Chaine and Dix have been playing at Apres Vous for over a year in different band incarnations and as solo artists. Now Chaine feels it’s time to give back to a community that has embraced his and so many other artists’ music. Chaine saw no other avenue then inviting one of his idols to come play at the restaurant where he feels so at home. “We’ve been doing our thing for a year and a half here and really bringing the people in” said Chaine. “I thought, what can I do for these people that I love so much? What would be a cool thing to bring them?”
So Chaine, who played with Worrell once at the Bottom Line in New York City in the 1990s, sent an email to Worrell, asking him to come have a celebration of music in Wilmington. Lo and behold, Worrell agreed.
Worrell is a living legend, though he refuses to look at it that way. He came from a classically trained musical upbringing that included performing with the Washington Symphony Orchestra at the age of 10, and attending the New England Conservatory of Music. Worrell began his music career as a bandleader for Maxine Brown, and continued in that position as a founding member of Parliament Funkadelic with George Clinton. With P-Funk, Worrell radically took command of pioneering the sound of keyboards and synthesizers, expanding the use and sound of the Moog synthesizer in particular. P-Funk would record many hits co-written by Worrell including “Flashlight,” “Atomic Dog,” and “Cosmic Slop.”
“As far as developing the sound of funk, I didn’t approach it that way,” says Worrell. “They say I’m the pioneer of the Moog, and that I brought it to fruition, but I was just one of the ones selected to spread the word. I’m a player, and a bandleader and I just do what I do, trying to make people happy, and I really didn’t realize I was developing anything.”
Worrell also says that playing with P-Funk was a release from being a classically trained musician, and the regimentation that went along with it. He saw it as an opportunity to marry classical with new sounds.
Worrell didn’t just focus on funk. He took on as many opportunities as he could find, from playing on Talking Heads albums “Speaking in Tongues” and the live epic “Stop Making Sense,” to playing with Les Claypool and Buckethead in Colonel Claypool’s Bucket of Bernie Brains. “You have to take an instrument and play it however it fits your fancy,” said Worrell. “I have no labels, it’s just music. Each genre is just a mixture of sound, and the music industry does the labeling, and everyone who plays music comes up with their own music.”
Fiction Giants, whom Worrell will be joining, is Chaine’s band featuring a rotating cast of musicians, with a rotating ensemble of instruments. Dix, the guitarist, says the band can go from two players to seven on any night. “Sometimes there’s a horn player, there can be two guitar players, and sometimes an electronic (drum) kit. There is some improvisation involved, but all the songs at least find where to start from, and start building textures. My desire is to give more space and a more dynamic branch to the band as a whole.”
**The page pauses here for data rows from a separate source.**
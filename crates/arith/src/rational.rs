//! Big-integer and rational helpers: factorials, binomial coefficients,
//! Bernoulli numbers.

use num_bigint::BigInt;
use num_rational::BigRational;
use num_traits::{One, Zero};

/// `n` as an exact rational.
pub fn rat(n: i64) -> BigRational {
    BigRational::from_integer(BigInt::from(n))
}

/// `num/den` as an exact rational.
pub fn frac(num: i64, den: i64) -> BigRational {
    BigRational::new(BigInt::from(num), BigInt::from(den))
}

pub fn factorial(n: u64) -> BigInt {
    (1..=n).map(BigInt::from).product()
}

/// Binomial coefficient, with the usual extension to a negative upper
/// argument: `binomial(-n, k) = (-1)^k binomial(n + k - 1, k)`.
pub fn binomial(n: i64, k: i64) -> BigInt {
    if k < 0 {
        return BigInt::zero();
    }
    if n < 0 {
        let val = binomial(k - n - 1, k);
        return if k % 2 == 0 { val } else { -val };
    }
    if k > n {
        return BigInt::zero();
    }
    let k = k.min(n - k);
    let mut num = BigInt::one();
    let mut den = BigInt::one();
    for i in 0..k {
        num *= n - i;
        den *= i + 1;
    }
    num / den
}

/// The Bernoulli number `B_n`, with the convention `B_1 = -1/2`.
pub fn bernoulli(n: u64) -> BigRational {
    let mut b: Vec<BigRational> = Vec::with_capacity(n as usize + 1);
    for m in 0..=n {
        let mut acc = BigRational::zero();
        for (k, bk) in b.iter().enumerate() {
            acc += BigRational::from_integer(binomial(m as i64 + 1, k as i64)) * bk;
        }
        b.push(-acc / rat(m as i64 + 1));
        if m == 0 {
            b[0] = BigRational::one();
        }
    }
    b.pop().unwrap()
}

#[cfg(test)]
mod tests {
    use super::*;

    #[test]
    fn test_factorial() {
        assert_eq!(factorial(0), BigInt::from(1));
        assert_eq!(factorial(5), BigInt::from(120));
        assert_eq!(factorial(12), BigInt::from(479001600u64));
    }

    #[test]
    fn test_binomial() {
        assert_eq!(binomial(7, 3), BigInt::from(35));
        assert_eq!(binomial(7, 0), BigInt::from(1));
        assert_eq!(binomial(3, 5), BigInt::from(0));
        assert_eq!(binomial(3, -1), BigInt::from(0));
        // (-2 choose 3) = -binomial(4, 3)
        assert_eq!(binomial(-2, 3), BigInt::from(-4));
        assert_eq!(binomial(-1, 2), BigInt::from(1));
    }

    #[test]
    fn test_bernoulli() {
        assert_eq!(bernoulli(0), rat(1));
        assert_eq!(bernoulli(1), frac(-1, 2));
        assert_eq!(bernoulli(2), frac(1, 6));
        assert_eq!(bernoulli(3), rat(0));
        assert_eq!(bernoulli(12), frac(-691, 2730));
    }
}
When Chaine proposed the idea, there wasn’t a moment of hesitation. Jalbert says having musicians play at his establishment was always one of his goals, and there are few opportunities that can top this one. “We’re lucky to have musical talent around us,” said Jalbert. “To me, they’re the artists, I’m not in here trying to have a certain kind of music go down, it’s more like, OK, I’ll find someone talented and let them do what they do.”
For Dix, playing with Worrell is also a way to share and appreciate a legend with his community. “We feel we’re doing something unique and special around here anyway, week to week. We just tried to think of some way to not just make it cool for us as musicians, but for other people too. We’re lucky to have the legend of Bernie, and have the opportunity to bring him and show him to another generation, and bring his musical aura here.”
Since Worrell is playing with a band he’s never met, Chaine has worked meticulously to accommodate Worrell. “I locked myself in my studio and made 48 charts for all the pieces,” said Chaine. “I have one of the keyboards he’s going to use and I went through all the sounds, wrote down all those that were interesting, and then went back to the songs and assigned the sounds to different pieces. So when I put the chart in front of Bernie, he’s got a place to start from.”
While it’s essential work for Chaine in order for the show to work, he still feels humbled by the opportunity. “I feel so presumptuous even to try suggesting to him what to do.”
The show is on Thursday, November 15, and will be broken up into two sessions, with an 8 to 10 pm show for those of all ages and a 10 to 12 pm show to follow. Each show is $25, and tickets can be purchased at Apres Vous at 19 South Main Street in Wilmington, or reserved at (802) 464-3455.
For Dix, playing with and seeing Worrell is witnessing history. “It’s a legacy that’s incredible. The thing is, our time on this planet is limited, and history will show his legacy is incredibly far-reaching.”